The Scottish independence referendum in 2014 should have been the high point of his career. But it ended in defeat and he resigned the next day. He was replaced by his protege, Nicola Sturgeon, who made it clear from the outset that she had no use for Salmond as a back seat driver.
Indeed, their relationship became increasingly fraught, often clashing on when the SNP should call for another Scottish independence vote.
But it was the 2017 snap general election that marked the start of his downfall. After he mocked the Tories for suggesting they could unseat him after 30 years as an MP, he lost by almost 3,000 votes.
Overnight, he was cast out into the political wilderness. And he didn’t go quietly.
For Salmond, it had all started so auspiciously.
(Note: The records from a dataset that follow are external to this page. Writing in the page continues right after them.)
// =========================================================================
// Tests
// =========================================================================

#[cfg(test)]
mod tests {
    //! The browser client reads these exact JSON shapes, so the tests pin
    //! them down field by field.

    use super::*;
    use serde_json::json;

    // =====================================================================
    // Identity types
    // =====================================================================

    #[test]
    fn test_player_id_serializes_as_plain_number() {
        let json = serde_json::to_string(&PlayerId(42)).unwrap();
        assert_eq!(json, "42");
    }

    #[test]
    fn test_player_id_display() {
        assert_eq!(PlayerId(7).to_string(), "P-7");
    }

    #[test]
    fn test_player_id_from_connection_id() {
        assert_eq!(PlayerId::from(ConnectionId::new(9)), PlayerId(9));
    }

    #[test]
    fn test_session_code_normalizes_case_and_whitespace() {
        assert_eq!(SessionCode::new("  k3x9qz\n").as_str(), "K3X9QZ");
        assert_eq!(SessionCode::from("abc123"), SessionCode::new("ABC123"));
    }

    #[test]
    fn test_session_code_deserializes_normalized() {
        let code: SessionCode = serde_json::from_str(r#"" abc123 ""#).unwrap();
        assert_eq!(code.as_str(), "ABC123");
        assert_eq!(serde_json::to_string(&code).unwrap(), r#""ABC123""#);
    }

    // =====================================================================
    // NumberInput
    // =====================================================================

    #[test]
    fn test_number_input_accepts_string_and_number() {
        let text: NumberInput = serde_json::from_str(r#""0123""#).unwrap();
        assert_eq!(text.into_text(), "0123");

        let number: NumberInput = serde_json::from_str("1234").unwrap();
        assert_eq!(number.into_text(), "1234");
    }

    #[test]
    fn test_number_input_number_loses_leading_zero() {
        // What a browser sends after parseInt("0123").
        let number: NumberInput = serde_json::from_str("123").unwrap();
        assert_eq!(number.into_text(), "123");
    }

    #[test]
    fn test_number_input_keeps_negative_and_float_as_text() {
        let negative: NumberInput = serde_json::from_str("-123").unwrap();
        assert_eq!(negative, NumberInput::Text("-123".into()));

        let float: NumberInput = serde_json::from_str("12.5").unwrap();
        assert_eq!(float.into_text(), "12.5");

        let flag: NumberInput = serde_json::from_str("true").unwrap();
        assert_eq!(flag.into_text(), "true");
    }

    #[test]
    fn test_number_input_rejects_structured_values() {
        let result: Result<NumberInput, _> = serde_json::from_str("[1, 2, 3, 4]");
        assert!(result.is_err());
    }

    // =====================================================================
    // ClientMessage
    // =====================================================================

    #[test]
    fn test_client_message_create_session_json_format() {
        let json = serde_json::to_value(ClientMessage::CreateSession).unwrap();
        assert_eq!(json, json!({ "type": "createSession" }));
    }

    #[test]
    fn test_client_message_set_number_parses_camel_case() {
        let msg: ClientMessage = serde_json::from_value(json!({
            "type": "setNumber",
            "sessionCode": "abc123",
            "number": 1234,
        }))
        .unwrap();
        assert_eq!(
            msg,
            ClientMessage::SetNumber {
                session_code: SessionCode::new("ABC123"),
                number: NumberInput::Number(1234),
            }
        );
    }

    #[test]
    fn test_client_message_set_number_keeps_float_for_validation() {
        let msg: ClientMessage = serde_json::from_value(json!({
            "type": "setNumber",
            "sessionCode": "ABC123",
            "number": 12.5,
        }))
        .unwrap();
        assert_eq!(
            msg,
            ClientMessage::SetNumber {
                session_code: SessionCode::new("ABC123"),
                number: NumberInput::Text("12.5".into()),
            }
        );
    }

    #[test]
    fn test_client_message_make_guess_with_string_guess() {
        let msg: ClientMessage = serde_json::from_value(json!({
            "type": "makeGuess",
            "sessionCode": "ABC123",
            "guess": "0987",
        }))
        .unwrap();
        match msg {
            ClientMessage::MakeGuess { guess, .. } => {
                assert_eq!(guess.into_text(), "0987");
            }
            other => panic!("expected MakeGuess, got {other:?}"),
        }
    }

    #[test]
    fn test_client_message_heartbeat_json_format() {
        let json = serde_json::to_value(ClientMessage::Heartbeat {
            client_time: 5000,
        })
        .unwrap();
        assert_eq!(json, json!({ "type": "heartbeat", "clientTime": 5000 }));
    }

    #[test]
    fn test_client_message_unknown_type_is_rejected() {
        let result: Result<ClientMessage, _> =
            serde_json::from_value(json!({ "type": "flipTable" }));
        assert!(result.is_err());
    }

    #[test]
    fn test_client_message_missing_session_code_is_rejected() {
        let result: Result<ClientMessage, _> =
            serde_json::from_value(json!({ "type": "joinSession" }));
        assert!(result.is_err());
    }

    // =====================================================================
    // ServerMessage
    // =====================================================================

    #[test]
    fn test_server_message_session_created_json_format() {
        let json = serde_json::to_value(ServerMessage::SessionCreated {
            session_code: SessionCode::new("K3X9QZ"),
            player_id: PlayerId(1),
        })
        .unwrap();
        assert_eq!(
            json,
            json!({
                "type": "sessionCreated",
                "sessionCode": "K3X9QZ",
                "playerId": 1,
            })
        );
    }

    #[test]
    fn test_server_message_guess_result_json_format() {
        let record = GuessRecord {
            by_player: PlayerId(1),
            value: "5679".into(),
            correct_digits: 3,
            correct_positions: 0,
            timestamp: 1_700_000_000_000,
        };
        let json =
            serde_json::to_value(ServerMessage::guess_result(&record, PlayerId(2)))
                .unwrap();
        assert_eq!(
            json,
            json!({
                "type": "guessResult",
                "byPlayer": 1,
                "value": "5679",
                "correctDigits": 3,
                "correctPositions": 0,
                "timestamp": 1_700_000_000_000u64,
                "nextTurn": 2,
            })
        );
    }

    #[test]
    fn test_server_message_game_over_round_trip() {
        let msg = ServerMessage::GameOver {
            winner: PlayerId(2),
            guesses: vec![GuessRecord {
                by_player: PlayerId(2),
                value: "1234".into(),
                correct_digits: 4,
                correct_positions: 4,
                timestamp: 10,
            }],
            numbers: RevealedNumbers::from([
                ("1".to_string(), "1234".to_string()),
                ("2".to_string(), "5678".to_string()),
            ]),
        };
        let bytes = serde_json::to_vec(&msg).unwrap();
        let decoded: ServerMessage = serde_json::from_slice(&bytes).unwrap();
        assert_eq!(msg, decoded);
    }

    #[test]
    fn test_server_message_game_over_numbers_keyed_by_player() {
        let msg = ServerMessage::GameOver {
            winner: PlayerId(1),
            guesses: vec![],
            numbers: RevealedNumbers::from([
                ("1".to_string(), "1234".to_string()),
                ("2".to_string(), "5678".to_string()),
            ]),
        };
        let json = serde_json::to_value(&msg).unwrap();
        assert_eq!(json["numbers"], serde_json::json!({"1": "1234", "2": "5678"}));
    }

    #[test]
    fn test_server_message_game_state_flattens_view() {
        let view = GameStateView {
            player_count: 2,
            game_started: false,
            current_turn: None,
            guesses: vec![],
            winner: None,
            players_ready: vec![
                PlayerReady {
                    id: PlayerId(1),
                    ready: true,
                },
                PlayerReady {
                    id: PlayerId(2),
                    ready: false,
                },
            ],
        };
        let json =
            serde_json::to_value(ServerMessage::GameState(view.clone())).unwrap();
        assert_eq!(json["type"], "gameState");
        assert_eq!(json["playerCount"], 2);
        assert_eq!(json["gameStarted"], false);
        assert!(json["currentTurn"].is_null());
        assert_eq!(json["playersReady"][0], json!({ "id": 1, "ready": true }));

        let decoded: ServerMessage = serde_json::from_value(json).unwrap();
        assert_eq!(decoded, ServerMessage::GameState(view));
    }

    #[test]
    fn test_server_message_error_json_format() {
        let json = serde_json::to_value(ServerMessage::Error {
            code: 404,
            message: "session ABC123 not found".into(),
        })
        .unwrap();
        assert_eq!(json["type"], "error");
        assert_eq!(json["code"], 404);
        assert_eq!(json["message"], "session ABC123 not found");
    }

    // =====================================================================
    // Envelope
    // =====================================================================

    #[test]
    fn test_envelope_seq_and_timestamp_default_when_missing() {
        let env: Envelope<ClientMessage> = serde_json::from_value(json!({
            "payload": { "type": "createSession" }
        }))
        .unwrap();
        assert_eq!(env.seq, 0);
        assert_eq!(env.timestamp, 0);
        assert_eq!(env.payload, ClientMessage::CreateSession);
    }

    #[test]
    fn test_envelope_missing_payload_is_rejected() {
        let result: Result<Envelope<ClientMessage>, _> =
            serde_json::from_value(json!({ "seq": 1 }));
        assert!(result.is_err());
    }
}
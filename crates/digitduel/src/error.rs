//! Unified error type for the digitduel server.

use digitduel_protocol::ProtocolError;
use digitduel_transport::TransportError;

/// Errors that end a connection or stop the server.
///
/// Rejected game requests are not errors at this level: they are answered
/// to the client as `error` events and the connection carries on.
#[derive(Debug, thiserror::Error)]
pub enum DuelError {
    /// A transport-level error (bind, accept, send, recv).
    #[error(transparent)]
    Transport(#[from] TransportError),

    /// A protocol-level error (encode, decode).
    #[error(transparent)]
    Protocol(#[from] ProtocolError),
}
Salmond was born on Hogmanay, Scotland’s special night, and in the birthplace of Mary Queen of Scots, Linlithgow.
After St Andrews University, where he studied economics and medieval history, he became an economist at the Government’s Scottish Office in London where he met his wife Moira, who was his boss.
The Scottish independence referendum in 2014 should have been the high point of his career. But it ended in defeat and he resigned the next day. He was replaced by his protege, Nicola Sturgeon, who made it clear from the outset that she had no use for Salmond as a back seat driver [File photo]
Having joined the SNP as a teenager, he became an MP in 1987 and was propelled to party leader within three years.
Salmond displayed a gambler’s instinct when it came to politics, which came as no surprise to those who knew him as a child. He made his first wager on the horses aged nine and for several years was racing tipster for a Scottish newspaper.
As leader of the SNP, he was a key figure in the successful 1997 referendum which supported the establishment of a Scottish government with devolved powers.
He resigned as leader in 2000 for unexplained reasons, but returned in 2004.
Three years later he became the first SNP First Minister in a close fought election – after which he led the SNP to a landslide victory in the 2011 Holyrood elections and campaigned tooth and nail for a referendum.
Even when he left public office, Salmond continued to fight his corner so publicly and belligerently that he effectively declared war on the SNP government and Nicola Sturgeon.
And now Sturgeon herself might yet pay a price for her past relationship with Salmond, whom she saw five times during the government investigation.
The SNP has now irrevocably split over the issue, and faces serious political damage when it next faces an election.
And that was before Scotland’s former First Minister appeared in a criminal court yesterday, charged with a litany of sexually related offences.